**INSTRUCTIONS FOR THE TASK**
If a line in the entries below contains "prefixed", copy it.

**Stored data**
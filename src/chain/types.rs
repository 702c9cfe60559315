//! Raw bridge RPC payloads and their normalized forms.
//!
//! The Theta bridge RPC encodes block heights and timestamps as decimal
//! strings and log data as base64. Normalization turns those into native
//! integers and 0x-prefixed hex, assigns positional log indexes, and keeps
//! only smart-contract transactions.

use alloy_primitives::B256;
use serde::Deserialize;

use super::ChainError;

/// Theta transaction type tag for smart-contract calls. Other transaction
/// types carry no EVM logs and are dropped during normalization.
pub const SMART_CONTRACT_TX: u8 = 7;

#[derive(Debug, Deserialize)]
pub struct RawBlock {
    pub height: Option<String>,
    #[serde(default)]
    pub hash: String,
    #[serde(default)]
    pub timestamp: String,
    #[serde(default)]
    pub transactions: Vec<RawTransaction>,
}

#[derive(Debug, Deserialize)]
pub struct RawTransaction {
    #[serde(rename = "type")]
    pub tx_type: u8,
    #[serde(default)]
    pub hash: String,
    pub receipt: Option<RawReceipt>,
}

#[derive(Debug, Deserialize)]
pub struct RawReceipt {
    #[serde(rename = "ContractAddress", default)]
    pub contract_address: String,
    #[serde(rename = "Logs", default)]
    pub logs: Vec<RawLog>,
}

#[derive(Debug, Deserialize)]
pub struct RawLog {
    #[serde(default)]
    pub address: String,
    #[serde(default)]
    pub topics: Vec<String>,
    /// Base64 in the bridge payload.
    #[serde(default)]
    pub data: String,
}

/// A normalized block ready for scanning.
#[derive(Debug, Clone, PartialEq, Eq)]
pub struct ThetaBlock {
    pub height: u64,
    pub hash: String,
    pub timestamp: i64,
    pub transactions: Vec<ThetaTransaction>,
}

#[derive(Debug, Clone, PartialEq, Eq)]
pub struct ThetaTransaction {
    pub hash: String,
    pub contract_address: String,
    pub logs: Vec<ThetaLog>,
}

#[derive(Debug, Clone, PartialEq, Eq)]
pub struct ThetaLog {
    pub address: String,
    pub topics: Vec<B256>,
    /// 0x-prefixed hex.
    pub data: String,
    /// Position of the log within its transaction's receipt.
    pub log_index: u32,
}

impl RawBlock {
    pub fn into_block(self) -> Result<ThetaBlock, ChainError> {
        let height = parse_u64("height", self.height.as_deref().unwrap_or(""))?;
        let timestamp = parse_u64("timestamp", &self.timestamp)? as i64;
        let mut transactions = Vec::new();
        for tx in self.transactions {
            if tx.tx_type != SMART_CONTRACT_TX {
                continue;
            }
            let receipt = match tx.receipt {
                Some(receipt) => receipt,
                None => continue,
            };
            let mut logs = Vec::with_capacity(receipt.logs.len());
            for (position, log) in receipt.logs.into_iter().enumerate() {
                logs.push(log.normalize(position as u32)?);
            }
            transactions.push(ThetaTransaction {
                hash: tx.hash,
                contract_address: receipt.contract_address,
                logs,
            });
        }
        Ok(ThetaBlock {
            height,
            hash: self.hash,
            timestamp,
            transactions,
        })
    }
}

impl RawLog {
    fn normalize(self, log_index: u32) -> Result<ThetaLog, ChainError> {
        let mut topics = Vec::with_capacity(self.topics.len());
        for topic in &self.topics {
            let parsed: B256 = topic.parse().map_err(|_| {
                ChainError::BadResponse(format!("malformed log topic `{}`", topic))
            })?;
            topics.push(parsed);
        }
        let raw = base64::decode(&self.data)
            .map_err(|_| ChainError::BadResponse("log data is not base64".to_string()))?;
        Ok(ThetaLog {
            address: self.address,
            topics,
            data: format!("0x{}", alloy_primitives::hex::encode(raw)),
            log_index,
        })
    }
}

fn parse_u64(field: &str, value: &str) -> Result<u64, ChainError> {
    value.parse().map_err(|_| {
        ChainError::BadResponse(format!("block field `{}` is not a decimal integer: `{}`", field, value))
    })
}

**EXERCISE SOLUTION**
//! integers and 0x-prefixed hex, assigns positional log indexes, and keeps
    /// 0x-prefixed hex.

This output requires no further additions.